Authored by mkuper on Sep 7 2016, 2:23 PM.

Details

Summary

CGP tail-duplicates rets into blocks that end with a call that feed the ret. This puts the call in tail position, potentially allowing the DAG builder to lower it as a tail call. To avoid the tail-duplication in cases where we won't form the tail call, CGP tries to predict whether this is going to be possible, and avoid doing it when lowering as a tail call will definitely fail. However, it was being too conservative by always throwing away calls to functions with a signext/zeroext attribute on the return type.

Instead, we can use the exact same logic the builder itself uses to determine whether the attributes work out.

Diff Detail

Repository
rL LLVM

Event Timeline

mkuper updated this revision to Diff 70595.Sep 7 2016, 2:23 PM
mkuper retitled this revision from to [CGP] Be less conservative about tail-duplicating a ret to allow tail calls.
mkuper updated this object.
mkuper added reviewers: hansw, rnk, iteratee.
mkuper added a subscriber: llvm-commits.
hans accepted this revision.Sep 7 2016, 2:45 PM
hans added a reviewer: hans.
hans added a subscriber: hans.

lgtm, nice!

This revision is now accepted and ready to land.Sep 7 2016, 2:46 PM
iteratee added inline comments.Sep 7 2016, 4:31 PM
lib/CodeGen/CodeGenPrepare.cpp
2008 ↗(On Diff #70595)

It's kind of awkward to pass this as an output parameter and not use it.
Would it be better to make it a pointer argument with a default value of nullptr?

mkuper added inline comments.Sep 7 2016, 4:50 PM
lib/CodeGen/CodeGenPrepare.cpp
2008 ↗(On Diff #70595)

I agree it's awkward, I'm just not sure the other way around (having a temporary in the callee, and then setting after a null check) is less awkward, overall. Same goes for other possible solutions (returning a pair, say).
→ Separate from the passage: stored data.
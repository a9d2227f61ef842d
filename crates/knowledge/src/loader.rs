//! Reads raw documents from the documents directory.
//!
//! Files are read in sorted path order (not recursive). A PDF yields one
//! document per page, numbered as in the file. Text files (`.txt`, `.md`,
//! `.markdown`) must be UTF-8; a form feed (`\x0c`) separates pages, which
//! are numbered from 1, and a file without form feeds is a single page with
//! no number.

use std::path::{Path, PathBuf};

use runcoach_core::error::SetupError;
use tracing::{debug, info, warn};

const TEXT_EXTENSIONS: [&str; 3] = ["txt", "md", "markdown"];
const PDF_EXTENSION: &str = "pdf";
const PAGE_BREAK: char = '\x0c';

/// One page of a source document.
#[derive(Debug, Clone, PartialEq)]
pub struct Document {
    /// Path of the file the page came from.
    pub source: String,
    /// 1-based page number, `None` for unpaginated files.
    pub page: Option<u32>,
    pub text: String,
}

/// Load every page from the directory.
///
/// A missing directory is created so the operator can see where documents
/// belong, and the call fails with [`SetupError::MissingSource`].
pub fn load_documents(dir: &Path) -> Result<Vec<Document>, SetupError> {
    if !dir.exists() {
        std::fs::create_dir_all(dir).map_err(|e| SetupError::Io {
            path: dir.to_path_buf(),
            reason: e.to_string(),
        })?;
        warn!(path = %dir.display(), "Documents directory was missing; created it");
        return Err(SetupError::MissingSource { path: dir.to_path_buf() });
    }

    let files = list_files(dir)?;
    let mut documents = Vec::new();

    for file in &files {
        let pages = if has_extension(file, PDF_EXTENSION) {
            match read_pdf(file) {
                Ok(pages) => pages,
                Err(reason) => {
                    warn!(path = %file.display(), %reason, "Skipping unreadable PDF");
                    continue;
                }
            }
        } else {
            match std::fs::read_to_string(file) {
                Ok(text) => split_pages(&file.to_string_lossy(), &text),
                Err(e) if e.kind() == std::io::ErrorKind::InvalidData => {
                    warn!(path = %file.display(), "Skipping file that is not valid UTF-8");
                    continue;
                }
                Err(e) => {
                    return Err(SetupError::Io {
                        path: file.clone(),
                        reason: e.to_string(),
                    });
                }
            }
        };

        debug!(path = %file.display(), pages = pages.len(), "Loaded document");
        documents.extend(pages);
    }

    if documents.is_empty() {
        return Err(SetupError::NoDocuments { path: dir.to_path_buf() });
    }

    info!(files = files.len(), pages = documents.len(), "Loaded documents");
    Ok(documents)
}

fn list_files(dir: &Path) -> Result<Vec<PathBuf>, SetupError> {
    let io_err = |e: std::io::Error| SetupError::Io {
        path: dir.to_path_buf(),
        reason: e.to_string(),
    };

    let mut files = Vec::new();
    for entry in std::fs::read_dir(dir).map_err(io_err)? {
        let path = entry.map_err(io_err)?.path();
        if path.is_file() && is_loadable(&path) {
            files.push(path);
        }
    }
    files.sort();
    Ok(files)
}

/// Whether the loader reads files with this path's extension.
pub fn is_loadable(path: &Path) -> bool {
    has_extension(path, PDF_EXTENSION) || TEXT_EXTENSIONS.iter().any(|ext| has_extension(path, ext))
}

fn has_extension(path: &Path, wanted: &str) -> bool {
    path.extension()
        .and_then(|ext| ext.to_str())
        .is_some_and(|ext| ext.eq_ignore_ascii_case(wanted))
}

/// One document per PDF page. Pages whose text cannot be extracted are
/// skipped.
fn read_pdf(path: &Path) -> Result<Vec<Document>, String> {
    let pdf = lopdf::Document::load(path).map_err(|e| e.to_string())?;
    let source = path.to_string_lossy();

    let mut pages = Vec::new();
    for page in pdf.get_pages().into_keys() {
        match pdf.extract_text(&[page]) {
            Ok(text) => pages.push(Document {
                source: source.to_string(),
                page: Some(page),
                text,
            }),
            Err(e) => warn!(path = %path.display(), page, error = %e, "Skipping PDF page without extractable text"),
        }
    }
    Ok(pages)
}

fn split_pages(source: &str, text: &str) -> Vec<Document> {
    if !text.contains(PAGE_BREAK) {
        return vec![Document {
            source: source.to_string(),
            page: None,
            text: text.to_string(),
        }];
    }

    text.split(PAGE_BREAK)
        .enumerate()
        .map(|(i, page)| Document {
            source: source.to_string(),
            page: Some(i as u32 + 1),
            text: page.to_string(),
        })
        .collect()
}
//! Weather lookup for run planning, backed by wttr.in's JSON format.
//!
//! Renders current conditions, a rule-based running recommendation and a
//! three-day forecast with a suggested time to run each day.

use std::fmt::Write as _;
use std::time::Duration;

use async_trait::async_trait;
use chrono::NaiveDate;
use runcoach_config::ToolsConfig;
use runcoach_core::error::ToolError;
use runcoach_core::tool::{Tool, ToolResult};
use serde::Deserialize;
use tracing::{debug, warn};

use crate::args;

const TOOL_NAME: &str = "get_weather";
/// Hourly samples are 3 hours apart; index 4 is noon.
const NOON_SAMPLE: usize = 4;
const FORECAST_DAYS: usize = 3;

pub struct WeatherTool {
    base_url: String,
    timeout_secs: u64,
    client: reqwest::Client,
}

impl WeatherTool {
    pub fn new(config: &ToolsConfig) -> Self {
        let client = reqwest::Client::builder()
            .timeout(Duration::from_secs(config.weather_timeout_secs))
            .build()
            .unwrap_or_else(|e| {
                warn!(error = %e, "Falling back to default HTTP client");
                reqwest::Client::new()
            });

        Self {
            base_url: config.weather_base_url.trim_end_matches('/').to_string(),
            timeout_secs: config.weather_timeout_secs,
            client,
        }
    }

    fn url_for(&self, location: &str) -> Result<reqwest::Url, ToolError> {
        let mut url = reqwest::Url::parse(&self.base_url).map_err(|e| self.failed(e))?;
        url.path_segments_mut()
            .map_err(|()| self.failed(format!("base URL cannot take a path: {}", self.base_url)))?
            .pop_if_empty()
            .push(location);
        url.query_pairs_mut().append_pair("format", "j1");
        Ok(url)
    }

    fn failed(&self, reason: impl ToString) -> ToolError {
        ToolError::ExecutionFailed {
            tool_name: TOOL_NAME.into(),
            reason: reason.to_string(),
        }
    }
}

#[async_trait]
impl Tool for WeatherTool {
    fn name(&self) -> &str {
        TOOL_NAME
    }

    fn description(&self) -> &str {
        "Get current weather and forecast for a location to help plan runs. \
         Use this tool when the user asks about weather, whether they should run today, \
         or wants to plan runs around weather conditions."
    }

    fn parameters_schema(&self) -> serde_json::Value {
        serde_json::json!({
            "type": "object",
            "properties": {
                "location": {
                    "type": "string",
                    "description": "City name (e.g., \"London\" or \"Kathmandu\")"
                }
            },
            "required": ["location"]
        })
    }

    async fn execute(&self, arguments: serde_json::Value) -> Result<ToolResult, ToolError> {
        let location = args::required_str(&arguments, "location")?;
        let url = self.url_for(location)?;
        debug!(%location, "Fetching weather");

        let response = self.client.get(url).send().await.map_err(|e| {
            if e.is_timeout() {
                ToolError::Timeout {
                    tool_name: TOOL_NAME.into(),
                    timeout_secs: self.timeout_secs,
                }
            } else {
                self.failed(e)
            }
        })?;

        if !response.status().is_success() {
            debug!(%location, status = response.status().as_u16(), "Weather service rejected location");
            return Ok(ToolResult::ok(format!(
                "Could not get weather for {location}. Check the city name."
            )));
        }

        let report: WeatherReport = response.json().await.map_err(|e| self.failed(e))?;
        let output = render_report(location, &report).map_err(|e| self.failed(e))?;
        Ok(ToolResult::ok(output))
    }
}

// --- wttr.in `format=j1` subset; every number arrives as a string ---

#[derive(Debug, Deserialize)]
struct WeatherReport {
    current_condition: Vec<CurrentCondition>,
    #[serde(default)]
    weather: Vec<ForecastDay>,
}

#[derive(Debug, Deserialize)]
#[serde(rename_all = "camelCase")]
struct CurrentCondition {
    #[serde(rename = "temp_C")]
    temp_c: String,
    #[serde(rename = "FeelsLikeC")]
    feels_like_c: String,
    humidity: String,
    windspeed_kmph: String,
    weather_desc: Vec<Description>,
}

#[derive(Debug, Deserialize)]
struct ForecastDay {
    date: String,
    #[serde(default)]
    hourly: Vec<HourlySample>,
}

#[derive(Debug, Deserialize)]
#[serde(rename_all = "camelCase")]
struct HourlySample {
    #[serde(rename = "tempC")]
    temp_c: String,
    #[serde(rename = "FeelsLikeC")]
    feels_like_c: String,
    humidity: String,
    windspeed_kmph: String,
    weather_desc: Vec<Description>,
    #[serde(default = "zero", rename = "chanceofrain")]
    chance_of_rain: String,
}

fn zero() -> String {
    "0".into()
}

#[derive(Debug, Deserialize)]
struct Description {
    value: String,
}

fn number(field: &str, raw: &str) -> Result<i32, String> {
    raw.trim()
        .parse::<i32>()
        .map_err(|_| format!("unexpected value for {field}: {raw:?}"))
}

fn description(descs: &[Description]) -> &str {
    descs.first().map(|d| d.value.trim()).unwrap_or("Unknown")
}

fn render_report(location: &str, report: &WeatherReport) -> Result<String, String> {
    let current = report
        .current_condition
        .first()
        .ok_or("response has no current conditions")?;

    let temp = number("temp_C", &current.temp_c)?;
    let feels_like = number("FeelsLikeC", &current.feels_like_c)?;
    let humidity = number("humidity", &current.humidity)?;
    let wind = number("windspeedKmph", &current.windspeed_kmph)?;
    let desc = description(&current.weather_desc);

    let mut out = format!(
        "🌤️ WEATHER FOR {}\n\n\
         CURRENT CONDITIONS:\n\
         • Conditions: {desc}\n\
         • Temperature: {temp}°C (feels like {feels_like}°C)\n\
         • Humidity: {humidity}%\n\
         • Wind: {wind} km/h\n\n\
         {}\n",
        location.to_uppercase(),
        running_recommendation(temp, humidity, wind, desc),
    );

    if !report.weather.is_empty() {
        out.push_str("\n📅 FORECAST FOR PLANNING:\n");
    }

    for day in report.weather.iter().take(FORECAST_DAYS) {
        let Some(noon) = day.hourly.get(NOON_SAMPLE).or_else(|| day.hourly.first()) else {
            continue;
        };

        let day_name = NaiveDate::parse_from_str(&day.date, "%Y-%m-%d")
            .map(|d| d.format("%A, %b %d").to_string())
            .unwrap_or_else(|_| day.date.clone());

        let f_temp = number("tempC", &noon.temp_c)?;
        let f_feels = number("FeelsLikeC", &noon.feels_like_c)?;
        let f_humidity = number("humidity", &noon.humidity)?;
        let f_wind = number("windspeedKmph", &noon.windspeed_kmph)?;
        let f_rain = number("chanceofrain", &noon.chance_of_rain)?;

        let rain = if f_rain > 20 {
            format!(" | Rain chance: {f_rain}%")
        } else {
            String::new()
        };

        let _ = write!(
            out,
            "\n{day_name}:\n  • {}, {f_temp}°C (feels {f_feels}°C)\n  • Humidity: {f_humidity}% | Wind: {f_wind} km/h{rain}\n  • Best time to run: {}\n",
            description(&noon.weather_desc),
            best_run_time(f_temp),
        );
    }

    Ok(out)
}

/// Running advice from temperature (°C), humidity (%), wind (km/h) and the
/// textual description.
pub fn running_recommendation(temp: i32, humidity: i32, wind: i32, description: &str) -> String {
    let mut recommendations: Vec<&str> = Vec::new();
    let mut warnings: Vec<&str> = Vec::new();

    match temp {
        t if t < 0 => {
            warnings.push("⚠️ Very cold - risk of hypothermia");
            recommendations.push("Wear multiple layers, cover extremities");
        }
        t if t < 10 => recommendations.push("Cool weather - good for performance, wear layers"),
        10..=15 => recommendations.push("✅ Ideal running temperature!"),
        16..=20 => recommendations.push("✅ Great conditions for running"),
        21..=25 => recommendations.push("Warm - stay hydrated, consider early morning run"),
        26..=30 => {
            warnings.push("⚠️ Hot conditions - reduce intensity");
            recommendations.push("Run early morning or evening, bring water");
        }
        _ => {
            warnings.push("🛑 Dangerous heat - consider indoor workout");
            recommendations.push("If you must run: dawn only, hydrate heavily");
        }
    }

    if humidity > 80 {
        warnings.push("⚠️ High humidity - sweat won't evaporate well");
        recommendations.push("Reduce pace, hydrate extra");
    } else if humidity < 30 {
        recommendations.push("Low humidity - hydrate well");
    }

    if wind > 30 {
        warnings.push("⚠️ Strong winds - running will be harder");
        recommendations.push("Start into the wind, return with it at your back");
    } else if wind > 20 {
        recommendations.push("Moderate wind - factor into your route planning");
    }

    let desc = description.to_lowercase();
    if desc.contains("rain") || desc.contains("drizzle") {
        recommendations.push("Wet conditions - wear visibility gear, avoid slippery surfaces");
    }
    if desc.contains("thunder") || desc.contains("storm") {
        warnings.push("🛑 Storm conditions - DO NOT run outdoors");
    }
    if desc.contains("snow") {
        warnings.push("⚠️ Snow - watch for ice, shorten stride");
    }

    let mut out = String::from("🏃 RUNNING RECOMMENDATION:\n");
    if !warnings.is_empty() {
        out.push_str(&warnings.join("\n"));
        out.push('\n');
    }
    out.push_str(
        &recommendations
            .iter()
            .map(|r| format!("• {r}"))
            .collect::<Vec<_>>()
            .join("\n"),
    );
    out
}

/// Suggested time of day to run at the given forecast temperature (°C).
pub fn best_run_time(temp: i32) -> &'static str {
    if temp > 25 {
        "Early morning (5-7 AM) or evening (after 6 PM)"
    } else if temp > 20 {
        "Morning (6-9 AM) or evening (5-7 PM)"
    } else if temp < 5 {
        "Midday (11 AM - 2 PM) when warmest"
    } else {
        "Anytime - conditions are favorable"
    }
}
//! RunCoach CLI: the main entry point.
//!
//! Commands:
//! - `serve`  : Start the HTTP API used by the web frontend
//! - `chat`   : Interactive chat or single-message mode
//! - `ingest` : Build (or rebuild) the knowledge index
//! - `search` : Query the knowledge base directly
//! - `doctor` : Diagnose configuration and knowledge base health

use std::path::PathBuf;

use clap::{Parser, Subcommand};

mod commands;

#[derive(Parser)]
#[command(
    name = "runcoach",
    about = "RunCoach — AI running coach with a searchable knowledge base",
    version,
    author
)]
struct Cli {
    #[command(subcommand)]
    command: Commands,

    /// Use this config file instead of ~/.runcoach/config.toml
    #[arg(short, long, global = true, env = "RUNCOACH_CONFIG")]
    config: Option<PathBuf>,

    /// Enable verbose logging
    #[arg(short, long, global = true)]
    verbose: bool,
}

#[derive(Subcommand)]
enum Commands {
    /// Start the HTTP API server
    Serve {
        /// Override the port
        #[arg(short, long)]
        port: Option<u16>,

        /// Override the bind address
        #[arg(long)]
        host: Option<String>,
    },

    /// Chat with the coach
    Chat {
        /// Send a single message instead of entering interactive mode
        #[arg(short, long)]
        message: Option<String>,
    },

    /// Build the knowledge index from the documents directory
    Ingest {
        /// Rebuild the index from scratch, replacing the existing one
        #[arg(short, long)]
        force: bool,
    },

    /// Search the knowledge base without asking the model
    Search {
        /// What to look for
        query: String,

        /// Number of chunks to return
        #[arg(short, long)]
        k: Option<usize>,
    },

    /// Diagnose configuration and knowledge base health
    Doctor,
}

#[tokio::main]
async fn main() -> Result<(), Box<dyn std::error::Error>> {
    let cli = Cli::parse();

    // Initialize tracing
    let filter = if cli.verbose { "debug" } else { "info" };
    tracing_subscriber::fmt()
        .with_env_filter(
            tracing_subscriber::EnvFilter::try_from_default_env()
                .unwrap_or_else(|_| tracing_subscriber::EnvFilter::new(filter)),
        )
        .with_target(false)
        .init();

    let config_path = cli.config.as_deref();

    match cli.command {
        Commands::Serve { port, host } => commands::serve::run(config_path, port, host).await?,
        Commands::Chat { message } => commands::chat::run(config_path, message).await?,
        Commands::Ingest { force } => commands::ingest::run(config_path, force).await?,
        Commands::Search { query, k } => commands::search::run(config_path, &query, k).await?,
        Commands::Doctor => commands::doctor::run(config_path).await?,
    }

    Ok(())
}

#[cfg(test)]
mod tests {
    use super::*;

    #[test]
    fn parses_global_flags_after_subcommand() {
        let cli = Cli::try_parse_from(["runcoach", "serve", "--port", "8000", "-v", "--config", "/tmp/rc.toml"]).unwrap();
        assert!(cli.verbose);
        assert_eq!(cli.config, Some(PathBuf::from("/tmp/rc.toml")));
        assert!(matches!(cli.command, Commands::Serve { port: Some(8000), host: None }));
    }

    #[test]
    fn parses_search_and_ingest() {
        let cli = Cli::try_parse_from(["runcoach", "search", "long run pace", "-k", "5"]).unwrap();
        match cli.command {
            Commands::Search { query, k } => {
                assert_eq!(query, "long run pace");
                assert_eq!(k, Some(5));
            }
            _ => panic!("expected search"),
        }

        let cli = Cli::try_parse_from(["runcoach", "ingest", "--force"]).unwrap();
        assert!(matches!(cli.command, Commands::Ingest { force: true }));
    }

    #[test]
    fn search_requires_query() {
        assert!(Cli::try_parse_from(["runcoach", "search"]).is_err());
    }
}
In any case, I don't feel strongly about this, and I don't think the LLVM coding standards say anything concrete about this. So if you significantly prefer a pointer, let me know, and I'll change it.
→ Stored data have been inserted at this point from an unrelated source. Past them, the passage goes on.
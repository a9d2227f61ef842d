//! Pace, speed and race-time predictions from a single effort.

use async_trait::async_trait;
use runcoach_core::error::ToolError;
use runcoach_core::tool::{Tool, ToolResult};

use crate::args;

const RACES: [(&str, f64); 4] = [
    ("5K", 5.0),
    ("10K", 10.0),
    ("Half Marathon", 21.1),
    ("Marathon", 42.2),
];

pub struct PaceTool;

/// Format a duration in minutes as `H:MM:SS`, or `M:SS` under an hour.
pub fn format_time(minutes: f64) -> String {
    let hours = (minutes / 60.0).floor() as u64;
    let mins = (minutes % 60.0).floor() as u64;
    let secs = ((minutes * 60.0) % 60.0).floor() as u64;

    if hours > 0 {
        format!("{hours}:{mins:02}:{secs:02}")
    } else {
        format!("{mins}:{secs:02}")
    }
}

fn format_km(km: f64) -> String {
    if km.fract() == 0.0 { format!("{km:.1}") } else { format!("{km}") }
}

pub fn analyse(distance_km: f64, time_minutes: f64, target_km: Option<f64>) -> String {
    let pace = time_minutes / distance_km;
    let pace_min = pace.trunc();
    let pace_sec = ((pace - pace_min) * 60.0).trunc();
    let speed = distance_km / time_minutes * 60.0;

    let mut out = format!(
        "Pace Analysis:\n\n\
         ⏱️ Your Stats:\n\
         - Distance: {distance_km:.2} km\n\
         - Time: {} min {} sec\n\
         - Pace: {}:{:02} per km\n\
         - Speed: {speed:.1} km/h\n\n\
         🏆 Race Time Predictions (based on current pace):",
        time_minutes.trunc() as u64,
        ((time_minutes % 1.0) * 60.0).trunc() as u64,
        pace_min as u64,
        pace_sec as u64,
    );

    for (name, km) in RACES {
        out.push_str(&format!("\n- {name}: {}", format_time(pace * km)));
    }

    if let Some(target) = target_km.filter(|t| *t > 0.0) {
        out.push_str(&format!("\n\n🎯 Target {}km: {}", format_km(target), format_time(pace * target)));
    }

    out
}

#[async_trait]
impl Tool for PaceTool {
    fn name(&self) -> &str {
        "calculate_pace"
    }

    fn description(&self) -> &str {
        "Calculate running pace and predict race times."
    }

    fn parameters_schema(&self) -> serde_json::Value {
        serde_json::json!({
            "type": "object",
            "properties": {
                "distance_km": { "type": "number", "description": "Distance run in kilometers" },
                "time_minutes": { "type": "number", "description": "Time taken in minutes" },
                "target_distance": {
                    "type": "number",
                    "description": "Optional target race distance in km to predict time"
                }
            },
            "required": ["distance_km", "time_minutes"]
        })
    }

    async fn execute(&self, arguments: serde_json::Value) -> Result<ToolResult, ToolError> {
        let distance = args::required_f64(&arguments, "distance_km")?;
        let time = args::required_f64(&arguments, "time_minutes")?;
        let target = args::optional_f64(&arguments, "target_distance")?;

        if distance <= 0.0 || time <= 0.0 {
            return Err(ToolError::InvalidArguments(
                "distance_km and time_minutes must be positive".into(),
            ));
        }

        Ok(ToolResult::ok(analyse(distance, time, target)))
    }
}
iteratee added inline comments.Sep 7 2016, 5:03 PM
lib/CodeGen/CodeGenPrepare.cpp
2008 ↗(On Diff #70595)

How about this:
Use a local variable in attributesPermitTailCall.
Use make_scope_exit to set the output parameter on exit only if it isn't null.

mkuper added inline comments.Sep 7 2016, 5:16 PM
lib/CodeGen/CodeGenPrepare.cpp
2008 ↗(On Diff #70595)

That'll work too (I didn't even know we had make_scope_exit!), but it seems like overkill.
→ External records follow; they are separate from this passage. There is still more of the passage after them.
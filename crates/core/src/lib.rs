//! # RunCoach Core
//!
//! Domain types, traits, and error definitions for the RunCoach assistant.
//! This crate has **zero framework dependencies**: it defines the domain model
//! that all other crates implement against.
//!
//! ## Design Philosophy
//!
//! Every external collaborator (language model, embedding model, tools) is
//! defined as a trait here. Implementations live in their respective crates,
//! which keeps the orchestration logic testable with scripted stand-ins.

pub mod embedding;
pub mod error;
pub mod message;
pub mod profile;
pub mod provider;
pub mod reply;
pub mod tool;

// Re-export key types at crate root for ergonomics
pub use embedding::EmbeddingProvider;
pub use error::{Error, Result};
pub use message::{Message, MessageToolCall, Role};
pub use profile::UserProfile;
pub use provider::{Provider, ProviderRequest, ProviderResponse, ToolDefinition};
pub use reply::{ModelReply, strip_reasoning};
pub use tool::{Tool, ToolCall, ToolRegistry, ToolResult};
Another awkward option that doesn't involve make_scope_exit, as long as we're at it:

... bool *ADS = nullptr) {
  bool TempADS;
  bool &AllowDifferingSizes = ADS ? *ADS : TempADS;
...
}
iteratee added inline comments.Sep 7 2016, 5:18 PM
lib/CodeGen/CodeGenPrepare.cpp
2008 ↗(On Diff #70595)

Go with that. That's the least awkward of all of them.

This revision was automatically updated to reflect the committed changes.